California’s tax runs against the spirit of a 1991 federal law which required that, to attract federal matches, state provider taxes had to be broad-based and uniform. But state officials took advantage of a loophole in the regulations implementing that law to qualify its tax.
Currently, California’s tax on managed care providers is $187.50 per Medi-Cal beneficiary and only $2.00 for other covered individuals. But it still passes a flawed regulatory test to determine whether the tax qualifies for federal matching funds.
When the Biden administration’s Center for Medicare and Medicaid Services (CMS) approved the California provider tax for federal matching funds, it warned the state that a subsequent regulatory review might invalidate the state’s levy.
Nonetheless, California’s healthcare industry placed Proposition 35 on the November 2024 ballot, which made the provider tax permanent and dictated how its proceeds would be distributed.
Now the OBBB has closed the loophole the state used to obtain CMS approval for the tax. Further, under Trump, CMS was already planning to change the 1990s-era regulations to close the loophole on its own. So, it now seems inevitable that California will lose the federal funds no later than December 31, 2026, when the current approval from the Biden era expires.
The provider tax regulation is likely to be just one of multiple changes that will reduce federal support for Medi-Cal during the Trump era. An earlier version of the OBBB would have penalized California for covering undocumented immigrants. Although that provision was removed at the behest of the Senate parliamentarian, it is likely that Congress and the Trump administration will try something similar in the future.

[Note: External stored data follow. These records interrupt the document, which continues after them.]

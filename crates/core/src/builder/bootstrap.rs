use super::BuildContext;
use crate::error::Result;
use crate::model::{ElementData, ElementId, ElementKind, ObjectData};
use crate::naming::split_last_segment;
use bindscope_api::ApiNamespace;

impl BuildContext<'_> {
    /// Makes sure the types every default base type points at exist.
    pub(super) fn bootstrap(&mut self) -> Result<()> {
        let runtime_name = self.config.runtime_namespace.clone();
        let runtime = match self.hierarchy.find_namespace_ignore_case(&runtime_name) {
            Some(ns) => ns,
            None => {
                tracing::debug!(
                    "Creating {} namespace (not found in API description)",
                    runtime_name
                );
                let ns = self.synthesize_namespace(&runtime_name)?;
                self.hierarchy[ns].managed_name_override = Some(runtime_name.clone());
                ns
            }
        };

        let base_interface = self.config.base_interface.clone();
        let has_base_interface = self.hierarchy[runtime].members().iter().any(|m| {
            let member = &self.hierarchy[*m];
            member.kind() == ElementKind::Interface
                && member.full_name.eq_ignore_ascii_case(&base_interface)
        });
        if !has_base_interface {
            tracing::debug!("Synthesizing {} interface", base_interface);
            let iface = self.synthesize_object(runtime, ElementKind::Interface, &base_interface)?;
            let element = &mut self.hierarchy[iface];
            element.use_global = true;
            if let Some(obj) = element.object_mut() {
                obj.invoker_not_needed = true;
                obj.do_not_add_base_types = true;
            }
            self.index.add(&self.hierarchy[iface])?;
        }

        if self.config.synthesize_root_object {
            self.bootstrap_root_object()?;
        }
        Ok(())
    }

    fn bootstrap_root_object(&mut self) -> Result<()> {
        let root_object = self.config.root_object_type.clone();
        let defined = self
            .index
            .try_lookup(&root_object, Some(ElementKind::Class))
            .is_some_and(|e| e.kind.is_class());
        if defined {
            return Ok(());
        }

        let namespace = match split_last_segment(&root_object) {
            (Some(ns), _) => match self.hierarchy.find_namespace(ns) {
                Some(id) => id,
                None => self.synthesize_namespace(ns)?,
            },
            (None, _) => self.synthesize_namespace(&root_object)?,
        };

        tracing::debug!("Synthesizing {} class", root_object);
        let class = self.synthesize_object(namespace, ElementKind::Class, &root_object)?;
        if let Some(obj) = self.hierarchy[class].object_mut() {
            obj.do_not_add_base_types = true;
            obj.invoker_not_needed = true;
        }
        self.index.add(&self.hierarchy[class])?;
        Ok(())
    }

    fn synthesize_namespace(&mut self, name: &str) -> Result<ElementId> {
        let ns = self.hierarchy.alloc(
            ElementKind::Namespace,
            name,
            ElementData::Namespace(ApiNamespace::default()),
        );
        self.hierarchy[ns].ignore_for_code_generation = true;
        self.hierarchy.push_namespace(ns);
        self.index.add(&self.hierarchy[ns])?;
        Ok(ns)
    }

    /// Creates a type that is needed by generated code but not described by
    /// the API, named after the last segment of `full_name`.
    fn synthesize_object(
        &mut self,
        namespace: ElementId,
        kind: ElementKind,
        full_name: &str,
    ) -> Result<ElementId> {
        let (_, name) = split_last_segment(full_name);
        let id = self
            .hierarchy
            .alloc(kind, name, ElementData::Object(ObjectData::default()));
        self.hierarchy.add_member(namespace, id)?;

        let element = &mut self.hierarchy[id];
        element.full_name = full_name.to_string();
        element.ignore_for_code_generation = true;
        Ok(id)
    }
}
pub mod element;
pub mod kind;
pub mod visibility;

pub use element::*;
pub use kind::*;
pub use visibility::*;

While California policymakers may be tempted to fight federal Medi-Cal cuts in the courts, a better option would be to rein in the program’s costs. This should be possible given the fact that per beneficiary Medi-Cal costs are higher than per capita healthcare spending in Japan, France, and Canada.
One step would be to deter unnecessary emergency room visits. The California Department of Health Care Access and Information found that Medi-Cal beneficiaries were about three times more likely to make avoidable ER visits than individuals with private insurance. While most privately insured patients are responsible for a sizable copayment when they visit the ER, Medi-Cal patients face no such disincentive. Federal regulations allow states to charge Medicaid patients an $8 copayment for non-emergency ER visits, and this ceiling may well rise during the Trump administration. California should start levying these copayments.

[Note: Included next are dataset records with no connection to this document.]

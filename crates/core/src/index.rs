//! Symbol index: native and managed full names to elements.

use crate::config::DuplicatePolicy;
use crate::diagnostics::{Diagnostic, DiagnosticKind, DiagnosticSink};
use crate::error::{BindscopeError, Result};
use crate::model::{Element, ElementId, ElementKind};
use std::collections::HashMap;
use std::sync::Arc;

#[derive(Debug, Clone, Copy, PartialEq, Eq)]
pub struct IndexEntry {
    pub id: ElementId,
    pub kind: ElementKind,
}

#[derive(Debug, Clone, Copy, PartialEq, Eq)]
enum Table {
    Native,
    Managed,
}

impl Table {
    fn as_str(self) -> &'static str {
        match self {
            Table::Native => "native",
            Table::Managed => "managed",
        }
    }
}

/// Key under which an element is re-inserted when its plain key is taken by
/// an element of another kind.
pub fn prefixed_key(kind: ElementKind, name: &str) -> String {
    format!("{}:{}", kind.index_prefix(), name)
}

pub struct SymbolIndex {
    native: HashMap<String, IndexEntry>,
    managed: HashMap<String, IndexEntry>,
    policy: DuplicatePolicy,
    sink: Arc<dyn DiagnosticSink>,
}

impl SymbolIndex {
    pub fn new(policy: DuplicatePolicy, sink: Arc<dyn DiagnosticSink>) -> Self {
        Self {
            native: HashMap::new(),
            managed: HashMap::new(),
            policy,
            sink,
        }
    }

    pub fn len(&self) -> usize {
        self.native.len() + self.managed.len()
    }

    pub fn is_empty(&self) -> bool {
        self.native.is_empty() && self.managed.is_empty()
    }

    /// Registers `element` under its native and (when known) managed full name.
    pub fn add(&mut self, element: &Element) -> Result<()> {
        self.add_native(element)?;
        self.add_managed(element)
    }

    pub fn add_native(&mut self, element: &Element) -> Result<()> {
        let key = element.full_name.clone();
        self.insert(Table::Native, key, element.id(), element.kind())
    }

    pub fn add_managed(&mut self, element: &Element) -> Result<()> {
        match element.full_managed_name.as_deref() {
            Some(key) if !key.is_empty() => {
                self.insert(Table::Managed, key.to_string(), element.id(), element.kind())
            }
            _ => Ok(()),
        }
    }

    /// Drops `key` from the native table, plain or kind-prefixed, as long
    /// as it still points at `element`. Returns whether anything was removed.
    pub fn remove_native(&mut self, key: &str, element: &Element) -> bool {
        Self::remove_from(&mut self.native, key, element)
    }

    pub fn remove_managed(&mut self, key: &str, element: &Element) -> bool {
        Self::remove_from(&mut self.managed, key, element)
    }

    fn remove_from(map: &mut HashMap<String, IndexEntry>, key: &str, element: &Element) -> bool {
        let mut removed = false;
        for k in [key.to_string(), prefixed_key(element.kind(), key)] {
            if map.get(&k).is_some_and(|e| e.id == element.id()) {
                map.remove(&k);
                removed = true;
            }
        }
        removed
    }

    fn insert(
        &mut self,
        table: Table,
        key: String,
        id: ElementId,
        kind: ElementKind,
    ) -> Result<()> {
        if key.is_empty() {
            return Err(BindscopeError::InvalidElement(format!(
                "{} {} has an empty name and cannot be indexed",
                kind.label(),
                id
            )));
        }

        let policy = self.policy;
        let map = match table {
            Table::Native => &mut self.native,
            Table::Managed => &mut self.managed,
        };

        let existing = match map.get(&key).copied() {
            Some(existing) if existing.kind != kind && existing.id != id => existing,
            _ => {
                map.insert(key, IndexEntry { id, kind });
                return Ok(());
            }
        };

        if policy == DuplicatePolicy::Strict {
            return Err(BindscopeError::DuplicateIndexEntry {
                name: key,
                index: table.as_str(),
                existing: existing.kind.index_prefix(),
                new: kind.index_prefix(),
            });
        }

        let prefixed = prefixed_key(kind, &key);
        if map.get(&prefixed).is_some_and(|e| e.id == id) {
            return Ok(());
        }
        map.insert(prefixed.clone(), IndexEntry { id, kind });

        self.sink.emit(Diagnostic::new(
            DiagnosticKind::DuplicateIndexEntry,
            format!(
                "Duplicate type name '{}' in {} index. Existing entry is a {}, new entry is a {}",
                key,
                table.as_str(),
                existing.kind.index_prefix(),
                kind.index_prefix()
            ),
        ));
        tracing::debug!("Prefixed new index entry as '{}'", prefixed);
        Ok(())
    }

    /// Looks `name` up in the native index, then in the managed one.
    ///
    /// With a `kind_hint`, an entry of the hinted kind stored under its
    /// prefixed key wins over a plain entry of another kind. Each table is
    /// searched completely (plain, then prefixed) before the next one, so a
    /// native prefixed entry is preferred to a managed plain one. `context`
    /// only enriches the error message.
    pub fn lookup(
        &self,
        name: &str,
        kind_hint: Option<ElementKind>,
        context: Option<&Element>,
    ) -> Result<ElementId> {
        self.try_lookup(name, kind_hint)
            .map(|e| e.id)
            .ok_or_else(|| BindscopeError::TypeNotFound {
                name: name.to_string(),
                context: context
                    .map(|c| format!(" Called on behalf of: {}", c.describe()))
                    .unwrap_or_default(),
            })
    }

    pub fn try_lookup(&self, name: &str, kind_hint: Option<ElementKind>) -> Option<IndexEntry> {
        Self::lookup_in(&self.native, name, kind_hint)
            .or_else(|| Self::lookup_in(&self.managed, name, kind_hint))
    }

    fn lookup_in(
        map: &HashMap<String, IndexEntry>,
        name: &str,
        kind_hint: Option<ElementKind>,
    ) -> Option<IndexEntry> {
        let plain = map.get(name).copied();
        let Some(hint) = kind_hint else {
            return plain;
        };
        if plain.is_some_and(|e| e.kind == hint) {
            return plain;
        }
        map.get(&prefixed_key(hint, name)).copied().or(plain)
    }

    pub fn contains_native(&self, name: &str) -> bool {
        self.native.contains_key(name)
    }

    pub fn contains_managed(&self, name: &str) -> bool {
        self.managed.contains_key(name)
    }
}

impl std::fmt::Debug for SymbolIndex {
    fn fmt(&self, f: &mut std::fmt::Formatter<'_>) -> std::fmt::Result {
        f.debug_struct("SymbolIndex")
            .field("native", &self.native.len())
            .field("managed", &self.managed.len())
            .field("policy", &self.policy)
            .finish()
    }
}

The state should also review its use of managed care providers. Connecticut found that these middlemen were not saving the state enough money to cover their administrative costs and profits. The Nutmeg State actually lowered its Medicaid costs by reverting to a traditional fee-for-service model. Perhaps California could follow this precedent.

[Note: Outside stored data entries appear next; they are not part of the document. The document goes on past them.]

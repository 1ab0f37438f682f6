use super::visibility::ApiVisibility;
use schemars::JsonSchema;
use serde::{Deserialize, Serialize};

/// Kind tag of a raw API element together with its kind-specific attributes.
///
/// Tags the reader does not know deserialize to `Unsupported`; the hierarchy
/// builder reports and skips them.
#[derive(Serialize, Deserialize, Debug, Clone, PartialEq, JsonSchema)]
#[serde(tag = "kind", rename_all = "snake_case")]
pub enum ApiElementKind {
    Namespace(ApiNamespace),
    Class(ApiClass),
    Interface(ApiTypeInfo),
    Enum(ApiTypeInfo),
    Field(ApiField),
    Constructor(ApiMethod),
    Method(ApiMethod),
    Implements(ApiImplements),
    TypeParameter(ApiTypeParameter),
    TypeParameterGenericConstraint(ApiGenericConstraint),
    MethodParameter(ApiMethodParameter),
    Exception(ApiException),
    #[serde(other)]
    Unsupported,
}

impl ApiElementKind {
    /// The serialized tag of this kind.
    pub fn tag(&self) -> &'static str {
        match self {
            ApiElementKind::Namespace(_) => "namespace",
            ApiElementKind::Class(_) => "class",
            ApiElementKind::Interface(_) => "interface",
            ApiElementKind::Enum(_) => "enum",
            ApiElementKind::Field(_) => "field",
            ApiElementKind::Constructor(_) => "constructor",
            ApiElementKind::Method(_) => "method",
            ApiElementKind::Implements(_) => "implements",
            ApiElementKind::TypeParameter(_) => "type_parameter",
            ApiElementKind::TypeParameterGenericConstraint(_) => {
                "type_parameter_generic_constraint"
            }
            ApiElementKind::MethodParameter(_) => "method_parameter",
            ApiElementKind::Exception(_) => "exception",
            ApiElementKind::Unsupported => "unsupported",
        }
    }

    /// Type attributes shared by classes, interfaces and enums.
    pub fn type_info(&self) -> Option<&ApiTypeInfo> {
        match self {
            ApiElementKind::Class(c) => Some(&c.type_info),
            ApiElementKind::Interface(t) | ApiElementKind::Enum(t) => Some(t),
            _ => None,
        }
    }
}

#[derive(Serialize, Deserialize, Debug, Clone, Default, PartialEq, Eq, JsonSchema)]
#[serde(default)]
pub struct ApiNamespace {
    #[serde(skip_serializing_if = "Option::is_none")]
    pub jni_name: Option<String>,
}

#[derive(Serialize, Deserialize, Debug, Clone, Copy, Default, PartialEq, Eq, JsonSchema)]
#[serde(default)]
pub struct ApiTypeInfo {
    #[serde(rename = "abstract")]
    pub is_abstract: bool,
    #[serde(rename = "static")]
    pub is_static: bool,
    #[serde(rename = "final")]
    pub is_final: bool,
    pub visibility: ApiVisibility,
}

#[derive(Serialize, Deserialize, Debug, Clone, Default, PartialEq, Eq, JsonSchema)]
#[serde(default)]
pub struct ApiClass {
    #[serde(flatten)]
    pub type_info: ApiTypeInfo,
    #[serde(skip_serializing_if = "Option::is_none")]
    pub extends: Option<String>,
    #[serde(skip_serializing_if = "Option::is_none")]
    pub extends_generic_aware: Option<String>,
    #[serde(skip_serializing_if = "Option::is_none")]
    pub jni_extends: Option<String>,
    pub obfuscated: bool,
}

#[derive(Serialize, Deserialize, Debug, Clone, Default, PartialEq, Eq, JsonSchema)]
#[serde(default)]
pub struct ApiField {
    #[serde(rename = "type")]
    pub type_name: String,
    #[serde(skip_serializing_if = "Option::is_none")]
    pub type_generic_aware: Option<String>,
    #[serde(skip_serializing_if = "Option::is_none")]
    pub value: Option<String>,
    pub transient: bool,
    #[serde(rename = "volatile")]
    pub is_volatile: bool,
    #[serde(rename = "static")]
    pub is_static: bool,
    #[serde(rename = "final")]
    pub is_final: bool,
    pub visibility: ApiVisibility,
}

/// Shared by methods and constructors.
#[derive(Serialize, Deserialize, Debug, Clone, Default, PartialEq, Eq, JsonSchema)]
#[serde(default)]
pub struct ApiMethod {
    #[serde(rename = "abstract")]
    pub is_abstract: bool,
    #[serde(rename = "static")]
    pub is_static: bool,
    #[serde(rename = "final")]
    pub is_final: bool,
    pub visibility: ApiVisibility,
    #[serde(rename = "return", skip_serializing_if = "Option::is_none")]
    pub return_type: Option<String>,
    #[serde(skip_serializing_if = "Option::is_none")]
    pub jni_return: Option<String>,
    #[serde(skip_serializing_if = "Option::is_none")]
    pub managed_return: Option<String>,
    pub native: bool,
    pub synchronized: bool,
    pub bridge: bool,
    pub synthetic: bool,
    #[serde(skip_serializing_if = "Option::is_none")]
    pub property_name: Option<String>,
    #[serde(skip_serializing_if = "Option::is_none")]
    pub event_name: Option<String>,
}

#[derive(Serialize, Deserialize, Debug, Clone, Default, PartialEq, Eq, JsonSchema)]
#[serde(default)]
pub struct ApiImplements {
    #[serde(skip_serializing_if = "Option::is_none")]
    pub jni_type: Option<String>,
}

#[derive(Serialize, Deserialize, Debug, Clone, Default, PartialEq, Eq, JsonSchema)]
#[serde(default)]
pub struct ApiTypeParameter {
    #[serde(skip_serializing_if = "Option::is_none")]
    pub class_bound: Option<String>,
    #[serde(skip_serializing_if = "Option::is_none")]
    pub jni_class_bound: Option<String>,
    #[serde(skip_serializing_if = "Option::is_none")]
    pub interface_bounds: Option<String>,
    #[serde(skip_serializing_if = "Option::is_none")]
    pub jni_interface_bounds: Option<String>,
}

#[derive(Serialize, Deserialize, Debug, Clone, Default, PartialEq, Eq, JsonSchema)]
#[serde(default)]
pub struct ApiGenericConstraint {
    #[serde(rename = "type")]
    pub type_name: String,
}

#[derive(Serialize, Deserialize, Debug, Clone, Default, PartialEq, Eq, JsonSchema)]
#[serde(default)]
pub struct ApiMethodParameter {
    #[serde(rename = "type")]
    pub type_name: String,
    #[serde(skip_serializing_if = "Option::is_none")]
    pub jni_type: Option<String>,
}

#[derive(Serialize, Deserialize, Debug, Clone, Default, PartialEq, Eq, JsonSchema)]
#[serde(default)]
pub struct ApiException {
    #[serde(rename = "type")]
    pub type_name: String,
}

Finally, California needs to reconsider its aggressive rollout of Medi-Cal to the undocumented. As of March, 1.657 million individuals with “unsatisfactory immigration status” were on the program, not only driving up costs but also competing with legal beneficiaries for scarce provider resources.
While it would be wonderful to provide unlimited medical care to everyone in California, the state cannot afford to do so without massive federal assistance, and policymakers should expect that assistance to shrink during this administration.